One day at a time, hang in there and know that people are praying for you and your health!

@bluechip33 thank you for your response. I appreciate all that I’ve learned through all of those on this site that have been through this. A bit anxious to learn the stage and treatment plan, but whatever it is, we will get through it.

@rllampton Im,2 years cancer free. Tongue and lymph node cancer, Mayo Rochester. Radiation and simultaneous Cysplatin chemo. The Mayo folks are the absolute best! Care and comfort are their forte. Plenty of time for your questions. Relax and know you are doing the best you can do for yourself. I never felt rushed or talked down to. I healed well after surgery (tongue reconstruction) and used Tylenol and ibuprofen. I think I only used the oxy once or twice. The nurses in the hospital are outstanding. I had a g tube post surgery during radiation and chemo. They have a serious protocol for anti nausea drugs during chemo. So don't worry about that. They are pain management experts. You are in the best hands. As far as work goes I think you might be good early on. The last week or so you may be a bit more tired. Full days might be hard. My chemo drug came with a hefty dose of steroids that gave me quite a buzz and energy to boot!
Take care. Be confident in your care team and yourself.

@sandy8043 So glad to here about you being 2 years cancer free. Thank you for sharing some of your experience, i truly appreciate it. I would be open to that energy boot, lol. Since I found out about the cancer diagnosis, I have felt very tired. I am sure it is mostly stress and anxiety. I am not looking forward to the PET Scan later this week, but at the same time I am anxious to know.
Thank you

@jonesja
My journey was very similar to (jonesja). HPV tongue & lymph nodes, had surgery in September 2025 and radiation Oct-Dec 2025 (33 treatments). I made it through surgery/radiation quite well and except for a short time was always eating solid food. Had feeding tube installed as a precaution but never used it and had it removed three weeks after radiation ended.
Ten weeks post radiation now and I have no diet restrictions but still experiencing dry mouth problems primarily at night. Sleep has been an issue but is improving, stamina and energy levels are definitely getting better especially the last few weeks.

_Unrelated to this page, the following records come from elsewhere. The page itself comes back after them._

//! Threat match severity scoring.

use chrono::{DateTime, Utc};

use crate::scoring::RiskLevel;

use super::types::{ReputationAnalysis, ReputationRiskFactor, ThreatMatch};

/// Added for every match beyond the most severe one.
const EXTRA_MATCH_POINTS: f64 = 5.0;
const HIGH_RISK_MIN: f64 = 70.0;
const MEDIUM_RISK_MIN: f64 = 30.0;
const MATCH_CONFIDENCE: f64 = 0.95;
const CLEAN_CONFIDENCE: f64 = 0.85;

/// Base severity of a threat type, 0-100.
pub fn threat_severity(threat_type: &str) -> f64 {
    match threat_type {
        "MALWARE" => 90.0,
        "SOCIAL_ENGINEERING" => 85.0,
        "POTENTIALLY_HARMFUL_APPLICATION" => 70.0,
        "UNWANTED_SOFTWARE" => 60.0,
        _ => 50.0,
    }
}

/// Share of users exposed on a platform.
pub fn platform_factor(platform_type: &str) -> f64 {
    match platform_type {
        "ANY_PLATFORM" | "ALL_PLATFORMS" => 1.0,
        "WINDOWS" => 0.95,
        "ANDROID" | "OSX" | "CHROME" => 0.9,
        "LINUX" | "IOS" => 0.85,
        _ => 0.8,
    }
}

fn describe(threat_type: &str) -> &'static str {
    match threat_type {
        "MALWARE" => "Distributes malware",
        "SOCIAL_ENGINEERING" => "Phishing or deceptive content",
        "POTENTIALLY_HARMFUL_APPLICATION" => "Hosts potentially harmful applications",
        "UNWANTED_SOFTWARE" => "Distributes unwanted software",
        _ => "Listed as a threat",
    }
}

/// Builds the analysis for `url` from the provider's matches.
pub fn analyze_matches(url: &str, matches: Vec<ThreatMatch>, now: DateTime<Utc>) -> ReputationAnalysis {
    let risk_factors: Vec<ReputationRiskFactor> = matches
        .iter()
        .map(|m| ReputationRiskFactor {
            threat_type: m.threat_type.clone(),
            platform_type: m.platform_type.clone(),
            score: threat_severity(&m.threat_type) * platform_factor(&m.platform_type),
            description: format!("{} ({})", describe(&m.threat_type), m.platform_type),
        })
        .collect();

    let score = match risk_factors.iter().map(|f| f.score).reduce(f64::max) {
        Some(max) => (max + EXTRA_MATCH_POINTS * (risk_factors.len() - 1) as f64).min(100.0),
        None => 0.0,
    };

    let risk_level = if score >= HIGH_RISK_MIN {
        RiskLevel::High
    } else if score >= MEDIUM_RISK_MIN {
        RiskLevel::Medium
    } else {
        RiskLevel::Low
    };

    ReputationAnalysis {
        url: url.to_string(),
        is_clean: matches.is_empty(),
        confidence: if matches.is_empty() {
            CLEAN_CONFIDENCE
        } else {
            MATCH_CONFIDENCE
        },
        threat_matches: matches,
        risk_factors,
        score,
        risk_level,
        timestamp: now,
    }
}
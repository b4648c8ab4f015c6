//! Sharded Map Module
//!
//! The caller-facing map. A `ShardedMap` is a named view over a `Registry`:
//! it holds no data, only the logical map name, and resolves every call to
//! one node (single-field operations) or to all nodes (whole-map operations).
//!
//! ## Consistency
//! - `put` / `remove` read the old value and write in one transaction on the owning node.
//! - `put_all` is atomic per node batch only; partial application is reported, never hidden.
//! - Whole-map reads are not snapshots: nodes are queried concurrently and independently.

pub mod sharded;
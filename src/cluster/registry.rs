use super::hasher::hash;
use super::router::Router;
use crate::config::{ClusterConfig, DEFAULT_PORT};
use crate::error::{Result, ShardError};
use crate::map::sharded::ShardedMap;
use crate::node::redis_node::{RedisConnector, RedisOptions};
use crate::node::transport::{NodeConnector, NodeTransport};
use crate::node::types::NodeAddr;

use std::fmt;
use std::sync::Arc;

/// One registered node: its partition hash, address and handle.
#[derive(Clone)]
pub struct NodeEntry {
    partition_hash: u32,
    addr: NodeAddr,
    transport: Arc<dyn NodeTransport>,
}

impl NodeEntry {
    /// Hash of `host:port`. Orders the registry; plays no part in routing.
    pub fn partition_hash(&self) -> u32 {
        self.partition_hash
    }

    pub fn addr(&self) -> &NodeAddr {
        &self.addr
    }

    pub fn transport(&self) -> &Arc<dyn NodeTransport> {
        &self.transport
    }
}

impl fmt::Debug for NodeEntry {
    fn fmt(&self, f: &mut fmt::Formatter<'_>) -> fmt::Result {
        f.debug_struct("NodeEntry")
            .field("partition_hash", &self.partition_hash)
            .field("addr", &self.addr)
            .finish()
    }
}

/// Collects nodes before the registry is frozen.
///
/// Adding an address whose partition hash is already present is a no-op and
/// does not open a second connection.
pub struct RegistryBuilder {
    connector: Arc<dyn NodeConnector>,
    default_port: u16,
    entries: Vec<NodeEntry>,
}

impl RegistryBuilder {
    /// Builder connecting to Redis nodes with default options.
    pub fn new() -> Self {
        Self::with_connector(Arc::new(RedisConnector::default()))
    }

    pub fn with_connector(connector: Arc<dyn NodeConnector>) -> Self {
        Self {
            connector,
            default_port: DEFAULT_PORT,
            entries: Vec::new(),
        }
    }

    /// Builder for Redis nodes with every node listed in `config` added.
    pub fn from_config(config: &ClusterConfig) -> Result<Self> {
        let connector = Arc::new(RedisConnector::new(RedisOptions::from(config)));
        Self::from_config_with_connector(config, connector)
    }

    pub fn from_config_with_connector(
        config: &ClusterConfig,
        connector: Arc<dyn NodeConnector>,
    ) -> Result<Self> {
        config.validate()?;
        let mut builder = Self::with_connector(connector);
        builder.default_port = config.default_port;

        for node in &config.nodes {
            let port = node.port.unwrap_or(config.default_port);
            builder = builder.add_node_at(&node.host, port)?;
        }
        Ok(builder)
    }

    /// Adds `host` on the default port (6379 unless configured otherwise).
    pub fn add_node(self, host: &str) -> Result<Self> {
        let port = self.default_port;
        self.add_node_at(host, port)
    }

    pub fn add_node_at(mut self, host: &str, port: u16) -> Result<Self> {
        let host = host.trim();
        if host.is_empty() {
            return Err(ShardError::Configuration("node host must not be empty".into()));
        }
        if port == 0 {
            return Err(ShardError::Configuration(format!(
                "invalid port 0 for node {}",
                host
            )));
        }

        let addr = NodeAddr::new(host, port);
        let partition_hash = hash(&addr.to_string());

        if self
            .entries
            .iter()
            .any(|entry| entry.partition_hash == partition_hash)
        {
            tracing::debug!("Node {} already registered, ignoring", addr);
            return Ok(self);
        }

        let transport = self.connector.connect(&addr).map_err(|e| {
            ShardError::Configuration(format!("cannot create handle for {}: {}", addr, e))
        })?;

        tracing::info!("Registered node {} (partition hash {})", addr, partition_hash);
        self.entries.push(NodeEntry {
            partition_hash,
            addr,
            transport,
        });
        self.entries.sort_by_key(|entry| entry.partition_hash);

        Ok(self)
    }

    /// Freezes the node list. Fails on an empty list.
    pub fn build(self) -> Result<Registry> {
        let router = Router::new(self.entries.len())?;

        tracing::info!(
            "Cluster registry built with {} node(s): {}",
            self.entries.len(),
            self.entries
                .iter()
                .map(|entry| entry.addr.to_string())
                .collect::<Vec<_>>()
                .join(", ")
        );

        Ok(Registry {
            entries: self.entries.into(),
            router,
        })
    }
}

impl Default for RegistryBuilder {
    fn default() -> Self {
        Self::new()
    }
}

/// Frozen node list, ordered by ascending partition hash.
///
/// Cloning is cheap and every clone sees the same nodes.
#[derive(Clone, Debug)]
pub struct Registry {
    entries: Arc<[NodeEntry]>,
    router: Router,
}

impl Registry {
    pub fn builder() -> RegistryBuilder {
        RegistryBuilder::new()
    }

    pub fn node_count(&self) -> usize {
        self.entries.len()
    }

    /// Entry at `index` in partition-hash order.
    pub fn node_at(&self, index: usize) -> Option<&NodeEntry> {
        self.entries.get(index)
    }

    pub fn all_nodes(&self) -> &[NodeEntry] {
        &self.entries
    }

    pub fn router(&self) -> &Router {
        &self.router
    }

    /// View of the logical map `hash_key` over these nodes.
    pub fn map_named(&self, hash_key: &str) -> ShardedMap {
        ShardedMap::new(hash_key, self.clone())
    }
}
//! Cluster Module Tests
//!
//! Validates node registration and the routing function.
//!
//! ## Test Scopes
//! - **Registry**: Deduplication, hash ordering, fail-fast configuration errors.
//! - **Router**: Index range, stability, per-node grouping for batch writes.

#[cfg(test)]
mod tests {
    use crate::cluster::hasher::hash;
    use crate::cluster::registry::RegistryBuilder;
    use crate::cluster::router::{Router, routing_key};
    use crate::config::{ClusterConfig, NodeSpec};
    use crate::error::ShardError;
    use crate::node::memory::MemoryConnector;
    use crate::node::types::NodeAddr;
    use std::sync::Arc;

    fn memory_builder() -> (RegistryBuilder, Arc<MemoryConnector>) {
        let connector = MemoryConnector::new();
        (RegistryBuilder::with_connector(connector.clone()), connector)
    }

    // ============================================================
    // REGISTRY TESTS
    // ============================================================

    #[test]
    fn test_duplicate_node_registered_once() {
        let (builder, connector) = memory_builder();
        let registry = builder
            .add_node_at("10.0.0.1", 6379)
            .unwrap()
            .add_node_at("10.0.0.1", 6379)
            .unwrap()
            .add_node("10.0.0.1") // default port, same node again
            .unwrap()
            .build()
            .unwrap();

        assert_eq!(registry.node_count(), 1);
        assert_eq!(connector.connected_count(), 1);
    }

    #[test]
    fn test_same_host_other_port_is_another_node() {
        let (builder, _) = memory_builder();
        let registry = builder
            .add_node_at("10.0.0.1", 6379)
            .unwrap()
            .add_node_at("10.0.0.1", 6380)
            .unwrap()
            .build()
            .unwrap();

        assert_eq!(registry.node_count(), 2);
    }

    #[test]
    fn test_nodes_sorted_by_partition_hash() {
        let (builder, _) = memory_builder();
        let registry = builder
            .add_node("10.0.0.1")
            .unwrap()
            .add_node("10.0.0.2")
            .unwrap()
            .add_node("10.0.0.3")
            .unwrap()
            .build()
            .unwrap();

        // hash("10.0.0.2:6379") = 3116 < hash("10.0.0.3:6379") = 17585 < hash("10.0.0.1:6379") = 44728
        let order: Vec<String> = registry
            .all_nodes()
            .iter()
            .map(|entry| entry.addr().to_string())
            .collect();
        assert_eq!(order, vec!["10.0.0.2:6379", "10.0.0.3:6379", "10.0.0.1:6379"]);

        let hashes: Vec<u32> = registry
            .all_nodes()
            .iter()
            .map(|entry| entry.partition_hash())
            .collect();
        assert!(hashes.windows(2).all(|w| w[0] < w[1]));
        assert_eq!(hashes[0], hash("10.0.0.2:6379"));

        assert_eq!(registry.node_at(0).unwrap().addr(), &NodeAddr::new("10.0.0.2", 6379));
        assert!(registry.node_at(3).is_none());
    }

    #[test]
    fn test_empty_registry_rejected() {
        let (builder, _) = memory_builder();
        assert!(matches!(builder.build(), Err(ShardError::Configuration(_))));
    }

    #[test]
    fn test_invalid_host_or_port_rejected() {
        let (builder, _) = memory_builder();
        assert!(matches!(
            builder.add_node("  "),
            Err(ShardError::Configuration(_))
        ));

        let (builder, _) = memory_builder();
        assert!(matches!(
            builder.add_node_at("10.0.0.1", 0),
            Err(ShardError::Configuration(_))
        ));
    }

    #[test]
    fn test_from_config_applies_default_port() {
        let config = ClusterConfig {
            default_port: 7000,
            nodes: vec![
                NodeSpec {
                    host: "10.0.0.1".into(),
                    port: None,
                },
                NodeSpec {
                    host: "10.0.0.2".into(),
                    port: Some(7001),
                },
            ],
            ..ClusterConfig::default()
        };
        let connector = MemoryConnector::new();

        let registry = RegistryBuilder::from_config_with_connector(&config, connector.clone())
            .unwrap()
            .add_node("10.0.0.3")
            .unwrap()
            .build()
            .unwrap();

        assert_eq!(registry.node_count(), 3);
        assert!(connector.node(&NodeAddr::new("10.0.0.1", 7000)).is_some());
        assert!(connector.node(&NodeAddr::new("10.0.0.2", 7001)).is_some());
        assert!(connector.node(&NodeAddr::new("10.0.0.3", 7000)).is_some());
    }

    #[test]
    fn test_map_named_keeps_name() {
        let (builder, _) = memory_builder();
        let registry = builder.add_node("localhost").unwrap().build().unwrap();

        let map = registry.map_named("books");
        assert_eq!(map.hash_key(), "books");
    }

    // ============================================================
    // ROUTER TESTS
    // ============================================================

    #[test]
    fn test_index_within_range() {
        for node_count in 1..=7 {
            let router = Router::new(node_count).unwrap();
            for i in 0..1000 {
                let index = router.index_for(&routing_key(&format!("field{}", i), "key"));
                assert!(index < node_count, "{} >= {}", index, node_count);
            }
        }
    }

    #[test]
    fn test_index_is_stable() {
        let router = Router::new(3).unwrap();
        for i in 0..100 {
            let key = routing_key(&format!("field{}", i), "key");
            let first = router.index_for(&key);
            for _ in 0..10 {
                assert_eq!(router.index_for(&key), first);
            }
            assert_eq!(first, hash(&key) as usize % 3);
        }
    }

    #[test]
    fn test_index_spreads_keys() {
        let router = Router::new(4).unwrap();
        let mut counts = [0usize; 4];
        for i in 0..2000 {
            counts[router.index_for(&routing_key(&format!("field{}", i), "key"))] += 1;
        }
        assert!(counts.iter().all(|&c| c > 300), "{:?}", counts);
    }

    #[test]
    fn test_group_by_index_covers_all_and_keeps_order() {
        let router = Router::new(3).unwrap();
        let fields: Vec<String> = (0..200).map(|i| format!("field{}", i)).collect();

        let groups = router.group_by_index(fields.clone(), |field| routing_key(field, "key"));

        let total: usize = groups.values().map(Vec::len).sum();
        assert_eq!(total, fields.len());

        for (index, group) in &groups {
            assert!(!group.is_empty());
            for field in group {
                assert_eq!(router.index_for(&routing_key(field, "key")), *index);
            }
            // Relative order inside a group follows the input order.
            let positions: Vec<usize> = group
                .iter()
                .map(|field| fields.iter().position(|f| f == field).unwrap())
                .collect();
            assert!(positions.windows(2).all(|w| w[0] < w[1]));
        }
    }
}
//! Node Transport Module
//!
//! A node is one independent key-value store instance holding named
//! hash-field-spaces (one per logical map). This module defines what the
//! routing layer needs from a node and ships two implementations.
//!
//! ## Submodules
//! - **`types`**: Node identity (`NodeAddr`).
//! - **`transport`**: The `NodeTransport` / `NodeConnector` contract.
//! - **`redis_node`**: Transport speaking the Redis protocol (HLEN, HGET, MULTI/EXEC, ...).
//! - **`memory`**: In-process transport backed by `DashMap`, with fault injection.

pub mod memory;
pub mod redis_node;
pub mod transport;
pub mod types;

@albion223 thank you very much. This is extremely helpful to hear from everyone about their experience through cancer. For now, I am trying to just stay patient and wait for the doctors orders on how to move forward with a treatment. I have been a bit tired lately. I assume it’s mostly stress at this point but I am also continuing with my normal exercise routines..

Best of luck, no experience, but have some concerns re mouth issues, so waiting for tests.

@albion223 You are doing excellent for only about 4 months out from radiation. I believe my eating ability, taste buds, and salvia production ( dry mouth cause) were at 50% at best during that time. Today 30 months out I am about 90% back to normal on all including my stamina and engery levels. It is a SLOW climb back but keep the Faith!

@rllampton I'm not a scan fan, either. I've had MS as well for almost 30 years so I've experienced every generation of MRI machine. The PET was much more interesting. I have never opened my eyes in any scanner. I have one of those brains that likes to store scary pictures and show them to me at 3 in the morning. I can't even sees commercial for a scary movie.